SWC your statement "I won't give up but I feel like waving a white flag". (sorry don't know how to but it in the little yellow box)
You don't have to "give up", think of it as a relay race. You and your son are in this race (for a healthy life), You start the race when he is born, but now YOU NEED to hand off the baton TO HIM, HE needs to finish this race, YOU are on the sidelines cheering him on, but it is up to him.

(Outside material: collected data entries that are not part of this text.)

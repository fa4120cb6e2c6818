//! Error taxonomy for the gateway. Every backend response outside the 2xx
//! range, and every transport failure, maps onto exactly one of these
//! variants; the gateway adds side effects (forced logout on 401, a denial
//! notice on 403) but always hands the error back to the caller.

use thiserror::Error;

#[derive(Debug, Error)]
pub enum ApiError {
    /// 401: the backend rejected the credential. The session has already
    /// been purged by the time the caller sees this.
    #[error("unauthorized: {message}")]
    Unauthorized { message: String },

    /// 403: authenticated but not permitted. Session state is untouched.
    #[error("forbidden (role {role:?}, required {required_role:?}): {message}")]
    Forbidden {
        role: Option<String>,
        required_role: Option<String>,
        message: String,
    },

    /// 404: endpoint or record missing.
    #[error("not found: {path}")]
    NotFound { path: String },

    /// 5xx: backend-side failure.
    #[error("server fault HTTP {status}: {message}")]
    ServerFault { status: u16, message: String },

    /// No response at all: connect refused, DNS, timeout.
    #[error("backend unreachable: {0}")]
    Unreachable(#[from] reqwest::Error),

    /// Any other non-success status (400, 409, ...).
    #[error("unexpected HTTP {status}: {message}")]
    Unexpected { status: u16, message: String },

    /// The response arrived but its body did not match the expected shape.
    #[error("invalid response body: {0}")]
    BadBody(#[from] serde_json::Error),

    /// The request could not be formed (bad path against the base URL).
    #[error("invalid request: {message}")]
    InvalidRequest { message: String },
}

impl ApiError {
    /// HTTP status this error was classified from, when one exists.
    pub fn status(&self) -> Option<u16> {
        match self {
            ApiError::Unauthorized { .. } => Some(401),
            ApiError::Forbidden { .. } => Some(403),
            ApiError::NotFound { .. } => Some(404),
            ApiError::ServerFault { status, .. } | ApiError::Unexpected { status, .. } => {
                Some(*status)
            }
            ApiError::Unreachable(e) => e.status().map(|s| s.as_u16()),
            ApiError::BadBody(_) | ApiError::InvalidRequest { .. } => None,
        }
    }

    /// True for failures that never even reached the backend.
    pub fn is_unreachable(&self) -> bool {
        matches!(self, ApiError::Unreachable(_))
    }
}
//! Wire DTOs for the CRM backend. Field names mirror the backend's JSON
//! (camelCase where it sends camelCase); everything the client does not
//! strictly need is optional so older or partial payloads still parse.
//! Date and datetime fields stay as the backend's ISO-8601 strings — the
//! client displays them, it never computes with them.

use serde::{Deserialize, Serialize};

#[derive(Debug, Clone, Serialize, Deserialize)]
pub struct Credentials {
    pub email: String,
    pub password: String,
}

/// `POST /login` response: `{token, email, role, name}`.
#[derive(Debug, Clone, Serialize, Deserialize)]
pub struct LoginResponse {
    pub token: String,
    #[serde(default)]
    pub email: Option<String>,
    #[serde(default)]
    pub role: Option<String>,
    #[serde(default)]
    pub name: Option<String>,
}

#[derive(Debug, Clone, Serialize, Deserialize)]
pub struct RegisterRequest {
    #[serde(rename = "fullName")]
    pub full_name: String,
    pub email: String,
    pub password: String,
    #[serde(default, skip_serializing_if = "Option::is_none")]
    pub role: Option<String>,
}

#[derive(Debug, Clone, Default, Serialize, Deserialize)]
pub struct User {
    #[serde(default, skip_serializing_if = "Option::is_none")]
    pub id: Option<i64>,
    #[serde(default, rename = "fullName", skip_serializing_if = "Option::is_none")]
    pub full_name: Option<String>,
    #[serde(default, skip_serializing_if = "Option::is_none")]
    pub email: Option<String>,
    #[serde(default, skip_serializing_if = "Option::is_none")]
    pub role: Option<String>,
    #[serde(default, rename = "createdAt", skip_serializing_if = "Option::is_none")]
    pub created_at: Option<String>,
}

#[derive(Debug, Clone, Default, Serialize, Deserialize)]
pub struct Customer {
    #[serde(default, skip_serializing_if = "Option::is_none")]
    pub id: Option<i64>,
    #[serde(default, skip_serializing_if = "Option::is_none")]
    pub name: Option<String>,
    #[serde(default, skip_serializing_if = "Option::is_none")]
    pub email: Option<String>,
    #[serde(default, skip_serializing_if = "Option::is_none")]
    pub phone: Option<String>,
    #[serde(default, skip_serializing_if = "Option::is_none")]
    pub company: Option<String>,
    #[serde(default, skip_serializing_if = "Option::is_none")]
    pub address: Option<String>,
    #[serde(default, skip_serializing_if = "Option::is_none")]
    pub notes: Option<String>,
}

#[derive(Debug, Clone, Copy, PartialEq, Eq, Serialize, Deserialize)]
#[serde(rename_all = "SCREAMING_SNAKE_CASE")]
pub enum LeadStatus {
    New,
    Contacted,
    Qualified,
    Converted,
    Lost,
}

#[derive(Debug, Clone, Default, Serialize, Deserialize)]
pub struct Lead {
    #[serde(default, skip_serializing_if = "Option::is_none")]
    pub id: Option<i64>,
    #[serde(default, skip_serializing_if = "Option::is_none")]
    pub name: Option<String>,
    #[serde(default, rename = "contactInfo", skip_serializing_if = "Option::is_none")]
    pub contact_info: Option<String>,
    #[serde(default, skip_serializing_if = "Option::is_none")]
    pub source: Option<String>,
    #[serde(default, skip_serializing_if = "Option::is_none")]
    pub status: Option<LeadStatus>,
    #[serde(default, rename = "assignedSalesRep", skip_serializing_if = "Option::is_none")]
    pub assigned_sales_rep: Option<User>,
    #[serde(default, rename = "createdDate", skip_serializing_if = "Option::is_none")]
    pub created_date: Option<String>,
    #[serde(default, rename = "updatedDate", skip_serializing_if = "Option::is_none")]
    pub updated_date: Option<String>,
}

#[derive(Debug, Clone, Copy, PartialEq, Eq, Serialize, Deserialize)]
#[serde(rename_all = "SCREAMING_SNAKE_CASE")]
pub enum TaskStatus {
    Pending,
    InProgress,
    Completed,
    Cancelled,
    OnHold,
    Overdue,
}

#[derive(Debug, Clone, Default, Serialize, Deserialize)]
pub struct Task {
    #[serde(default, skip_serializing_if = "Option::is_none")]
    pub id: Option<i64>,
    #[serde(default, skip_serializing_if = "Option::is_none")]
    pub title: Option<String>,
    #[serde(default, skip_serializing_if = "Option::is_none")]
    pub description: Option<String>,
    #[serde(default, rename = "dueDate", skip_serializing_if = "Option::is_none")]
    pub due_date: Option<String>,
    #[serde(default, skip_serializing_if = "Option::is_none")]
    pub priority: Option<String>,
    #[serde(default, rename = "assignedTo", skip_serializing_if = "Option::is_none")]
    pub assigned_to: Option<User>,
    #[serde(default, skip_serializing_if = "Option::is_none")]
    pub status: Option<TaskStatus>,
}

#[derive(Debug, Clone, Copy, PartialEq, Eq, Serialize, Deserialize)]
#[serde(rename_all = "SCREAMING_SNAKE_CASE")]
pub enum SaleStatus {
    Proposal,
    Pending,
    Approved,
    Completed,
    PaymentPending,
    Cancelled,
}

#[derive(Debug, Clone, Default, Serialize, Deserialize)]
pub struct Sale {
    #[serde(default, skip_serializing_if = "Option::is_none")]
    pub id: Option<i64>,
    #[serde(default, skip_serializing_if = "Option::is_none")]
    pub customer: Option<Customer>,
    #[serde(default, skip_serializing_if = "Option::is_none")]
    pub amount: Option<f64>,
    #[serde(default, skip_serializing_if = "Option::is_none")]
    pub status: Option<SaleStatus>,
    #[serde(default, skip_serializing_if = "Option::is_none")]
    pub date: Option<String>,
    #[serde(default, rename = "assignedSalesRep", skip_serializing_if = "Option::is_none")]
    pub assigned_sales_rep: Option<User>,
    #[serde(default, rename = "createdBy", skip_serializing_if = "Option::is_none")]
    pub created_by: Option<i64>,
    #[serde(default, skip_serializing_if = "Option::is_none")]
    pub notes: Option<String>,
}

My difficult child has a different addiction,he was put on probation. He was doing well had gotten his own job, was living with a grandparent and helping them with yardwork and such, and he was was certain to be at his group and therapy classes, But he broke his probation; went off his medications, etc., he was due to have a polygraph and realized he would never pass so he told his PO, and he landed in jail. I refused to bail him out, as I had the first time. His friends bailed him out then he and them were staying with grandparent and that is not right so I kickrd him out. OMG that is one of the hardest things I've done, but I have seen him slipping, I've confronted him on him not taking his medications but he always had a shpeal about it. It hurts like hell, but I also have my daughter to think about. My husband unfortunately will not discuss any of this, his reaction was against me, saying I would walk all over anyone to protect difficult child, if I was willing to do that then why didn't I bail him out? So right now husband and I don't have much to say to each other. husband has gone off his medications also, yipee, I am tired of being the glue.
You need to focus on your daughter and her joyous day, the problems with difficult child will always be there. But your daughter has one SPECIAL wedding day, and difficult child needs to realize he is not the only one.
Love your screen name, take it into action.